GREAT BARRINGTON — Marstonia lustricasnails. Cyanobacterial algae. Eurasian milfoil. Menaces to public safety. Conflicting remedies. Lake Mahkeenac has had its issues this year. But then, Stockbridge Bowl, as it is mostly called, has long experienced discomfort.

It started with native Mohicans, who were first to dam the water. "The south end of this lake, which is a mile long in the town of Stockbridge," according to a New York Times report in 1926, "is believed to be over a coal mine. According to a legend that has been handed down for two centuries, the Indians discovered coal and worked the mine. When they were driven out of the country, before 1800, they built a dam on what is now the Forbes estate, raised the lake and flooded the mine so that the white men could not work it."

White folks took over tampering with the lake.

"The earliest record regarding the water rights on the lake is dated 1760 and on record are 216 transactions relating to those rights, all of which have been confirmed by the land court," the Springfield Republican said in a 1931 story, adding, "The first dam was built in 1823. It was known as the Newton dam and was used for a sawmill, a gristmill and a tannery. In 1833 a larger reservoir dam was built above the Newton structure. This was three feet, one and three-fourths inches high. Its flowage rights and height were certified in 1833."

The reservoir dam was rebuilt in 1840 and raised a foot and a half. Curtisville Cotton Manufacturing acquired flowage rights. "This concern owned what is known as the Pagenstecher mill and lower pulp mill," the Republican said. "In 1868 the Barker family bought equal rights in the reservoir dam and in the Pagenstecher property. They also acquired the right to raise the so-called Newton dam to the height of the reservoir structure, thus merging the two water privileges of the lake... All those industries have vanished and Interlaken formerly called Curtisville is dependent entirely upon agriculture and its summer resort business."

The Bowl's industrial purpose gradually ceded to residential/recreational. West shore cottager Dan R. Hanna sued dam owner Ralph E. Forbes of Milton. He wanted more water in the Bowl.

BISHOP-HANNA DISPUTE

Some time after the litigation had been settled between Hanna and Forbes, Hanna [in 1915] placed flashboards on his dam and raised the lake to an abnormal height. The result was a damage suit filed in superior court by Cortlandt Field Bishop of Lenox for property that had been flooded. Bishop won and soon afterwards the structure was blown up, causing the lake to go down to the lowest level in more than 100 years. Hanna wanted the high level maintained so that a big powerboat he had placed on the lake could reach his dock on the west shore."

"The fiery Bishop won the case," Richard V. Happel wrote in this newspaper in December 1965, "and Hanna in a fit of pique blew up the whole dam and the whole Bowl became more like a teacup. Unsightly, slump-littered shorelines were uncovered."

Time passed. Lake cottagers became impatient. Mary Aspinwall Tappan and her sister, Mrs. Richard C. Dixey, who owned the Nathaniel Hawthorne cottage, were vocal supporters of Charles A. Acly's plan in 1930 to again raise the water level. Charles S. Rackemann, Boston attorney and a former Stockbridge resident, represented them at a Boston hearing before the Inland Waterways Commission. Congressman Allen T. Treadway of Stockbridge and County Commissioner Robert S. Tillotson of Lenox attested the lake was at least 3 feet lower than it had been three decades before. William H. Clarke purchased the Forbes waterpower rights. He formed Stockbridge Water Co. and tried without success to revive manufacturing downstream of the outlet.
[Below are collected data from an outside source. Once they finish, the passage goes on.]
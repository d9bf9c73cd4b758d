//! Background scheduler enforcing the vendor confirmation SLA.
//!
//! A recurring task scans for `Pending` orders older than the grace period
//! and drives each through the state machine as the system actor. The
//! scheduler is an owned component with an explicit start/stop lifecycle;
//! nothing starts at import time, and all deadlines are wall-clock
//! comparisons against persisted timestamps, so restarts lose nothing.

use chrono::{DateTime, Utc};
use fulfillment_storage::StorageService;
use fulfillment_types::{Actor, Clock, Order, OrderStatus, StorageKey};
use serde::{Deserialize, Serialize};
use std::sync::Arc;
use std::time::Duration;
use tokio::sync::watch;
use tokio::task::JoinHandle;
use uuid::Uuid;

use crate::engine::{elapsed_since, OrderStateMachine, TransitionError};

/// Note recorded on every timer-driven cancellation.
pub const AUTO_CANCEL_NOTE: &str = "auto-cancelled: vendor did not confirm in time";

/// Runtime settings for the scheduler.
#[derive(Debug, Clone)]
pub struct SchedulerConfig {
	/// How often the auto-cancel scan runs.
	pub tick_interval: Duration,
	/// How long a vendor has to confirm a pending order.
	pub confirmation_grace: Duration,
	/// How often the run-history bookkeeping is pruned.
	pub prune_interval: Duration,
	/// How long run records are retained.
	pub run_history_max_age: Duration,
}

impl Default for SchedulerConfig {
	fn default() -> Self {
		Self {
			tick_interval: Duration::from_secs(60),
			confirmation_grace: Duration::from_secs(600),
			prune_interval: Duration::from_secs(604_800),
			run_history_max_age: Duration::from_secs(604_800),
		}
	}
}

/// What one scan accomplished.
#[derive(Debug, Clone, Copy, Default, PartialEq, Eq)]
pub struct TickSummary {
	/// Pending orders past the grace period this tick considered.
	pub expired: usize,
	/// How many of them were actually cancelled.
	pub cancelled: usize,
}

/// Bookkeeping row written after each tick.
#[derive(Debug, Clone, Serialize, Deserialize)]
struct ExecutionRecord {
	id: String,
	run_at: DateTime<Utc>,
	expired: usize,
	cancelled: usize,
}

/// Auto-cancels orders a vendor failed to confirm in time.
pub struct SlaScheduler {
	engine: Arc<OrderStateMachine>,
	storage: Arc<StorageService>,
	clock: Arc<dyn Clock>,
	config: SchedulerConfig,
}

/// Handle to a running scheduler; dropping it does not stop the task,
/// calling [`SchedulerHandle::stop`] does.
pub struct SchedulerHandle {
	shutdown: watch::Sender<bool>,
	task: JoinHandle<()>,
}

impl SchedulerHandle {
	/// Signals the scheduler to stop and waits for it to finish.
	pub async fn stop(self) {
		let _ = self.shutdown.send(true);
		let _ = self.task.await;
	}
}

impl SlaScheduler {
	pub fn new(
		engine: Arc<OrderStateMachine>,
		storage: Arc<StorageService>,
		clock: Arc<dyn Clock>,
		config: SchedulerConfig,
	) -> Self {
		Self {
			engine,
			storage,
			clock,
			config,
		}
	}

	/// Spawns the recurring scan and returns its handle.
	pub fn start(self: &Arc<Self>) -> SchedulerHandle {
		let (shutdown, receiver) = watch::channel(false);
		let scheduler = Arc::clone(self);
		let task = tokio::spawn(async move {
			scheduler.run(receiver).await;
		});
		tracing::info!(
			tick_interval_secs = self.config.tick_interval.as_secs(),
			grace_secs = self.config.confirmation_grace.as_secs(),
			"auto-cancel scheduler started"
		);
		SchedulerHandle { shutdown, task }
	}

	/// The scheduler loop. Ticks run inline in this task, so two scans can
	/// never overlap; ticks that fire while a scan is still running are
	/// skipped rather than queued.
	async fn run(&self, mut shutdown: watch::Receiver<bool>) {
		let mut tick = tokio::time::interval(self.config.tick_interval);
		tick.set_missed_tick_behavior(tokio::time::MissedTickBehavior::Skip);
		let mut prune = tokio::time::interval(self.config.prune_interval);
		prune.set_missed_tick_behavior(tokio::time::MissedTickBehavior::Skip);

		loop {
			tokio::select! {
				_ = tick.tick() => {
					self.tick().await;
				},
				_ = prune.tick() => {
					self.prune_run_history().await;
				},
				changed = shutdown.changed() => {
					if changed.is_err() || *shutdown.borrow() {
						break;
					}
				},
			}
		}
		tracing::info!("auto-cancel scheduler stopped");
	}

	/// Runs one auto-cancel scan.
	///
	/// Each order is processed independently: an order that was confirmed
	/// between selection and transition loses the conditional update inside
	/// the engine and is simply skipped, and a failure on one order never
	/// aborts the rest of the batch. A scan that cannot read the store at
	/// all logs and waits for the next tick.
	pub async fn tick(&self) -> TickSummary {
		let now = self.clock.now();
		let rows = match self
			.storage
			.retrieve_all::<serde_json::Value>(StorageKey::Orders.as_str())
			.await
		{
			Ok(rows) => rows,
			Err(e) => {
				tracing::error!(error = %e, "auto-cancel scan could not read orders; will retry next tick");
				return TickSummary::default();
			},
		};

		let mut summary = TickSummary::default();
		for (order_id, row) in rows {
			// Decode per row so one bad record cannot abort the batch.
			let order: Order = match serde_json::from_value(row) {
				Ok(order) => order,
				Err(e) => {
					tracing::warn!(order_id = %order_id, error = %e, "skipping undecodable order record");
					continue;
				},
			};
			if order.status != OrderStatus::Pending
				|| elapsed_since(now, order.created_at) <= self.config.confirmation_grace
			{
				continue;
			}
			summary.expired += 1;

			match self
				.engine
				.transition(
					&order_id,
					OrderStatus::Cancelled,
					&Actor::system(),
					Some(AUTO_CANCEL_NOTE),
				)
				.await
			{
				Ok(cancelled) => {
					summary.cancelled += 1;
					tracing::info!(
						order_number = %cancelled.order_number,
						"auto-cancelled unconfirmed order"
					);
				},
				Err(
					TransitionError::AlreadyTerminal { .. }
					| TransitionError::InvalidTransition { .. },
				) => {
					tracing::debug!(
						order_number = %order.order_number,
						"order changed state before auto-cancel, skipping"
					);
				},
				Err(e) => {
					tracing::error!(
						order_number = %order.order_number,
						error = %e,
						"failed to auto-cancel order"
					);
				},
			}
		}

		let record = ExecutionRecord {
			id: Uuid::new_v4().to_string(),
			run_at: now,
			expired: summary.expired,
			cancelled: summary.cancelled,
		};
		if let Err(e) = self
			.storage
			.store(StorageKey::SchedulerRuns.as_str(), &record.id, &record)
			.await
		{
			tracing::warn!(error = %e, "failed to record scheduler run");
		}

		if summary.cancelled > 0 {
			tracing::info!(
				cancelled = summary.cancelled,
				"auto-cancelled orders due to vendor non-response"
			);
		}
		summary
	}

	/// Deletes run records older than the retention period. Housekeeping
	/// only; order data is never touched.
	pub async fn prune_run_history(&self) -> usize {
		let now = self.clock.now();
		let records = match self
			.storage
			.retrieve_all::<ExecutionRecord>(StorageKey::SchedulerRuns.as_str())
			.await
		{
			Ok(records) => records,
			Err(e) => {
				tracing::warn!(error = %e, "could not read scheduler run history");
				return 0;
			},
		};

		let mut removed = 0;
		for (id, record) in records {
			if elapsed_since(now, record.run_at) <= self.config.run_history_max_age {
				continue;
			}
			match self
				.storage
				.remove(StorageKey::SchedulerRuns.as_str(), &id)
				.await
			{
				Ok(()) => removed += 1,
				Err(e) => {
					tracing::warn!(error = %e, "failed to prune scheduler run record");
				},
			}
		}

		if removed > 0 {
			tracing::info!(removed, "pruned old scheduler run records");
		}
		removed
	}
}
Meanwhile, Molly Covington Hanna gave the town a recreational park near Treadway's cottage. The receding water on the beach aroused a public urge to purchase the water rights.

Stockbridge historian Rick Wilcox found in town records: "Special town meeting, August 27, 1928, article 3, voted that the town appropriate the sum of $7,500 to acquire the tract of land with water rights appurtenant thereto at the outlet of Lake Mahkeenac, commonly known as the Forbes property, for a playground or recreational center...."

Further, he told me, "When the town was digging under the gas pipe line in that area they dug up and old wooden dam, c1750 and also found another rock dam. No sign of a coal mine."

The Berkshire County Commission praised the townspeoples' forward thinking, exhibiting "a high type of civic action when they voted funds to buy the water rights at Lake Mahkeenac and to build a dam there, so that the waters of this beautiful lake could remain at a fixed level."

At that time the Bowl covered some 377 acres and had a maximum depth of 80 feet. The dam's spillway today is of concrete and stone. The 340-foot dam's maximum height is 19 feet.          

And now other controversies seek resolution.

Bernard A. Drew is a regular Eagle contributor.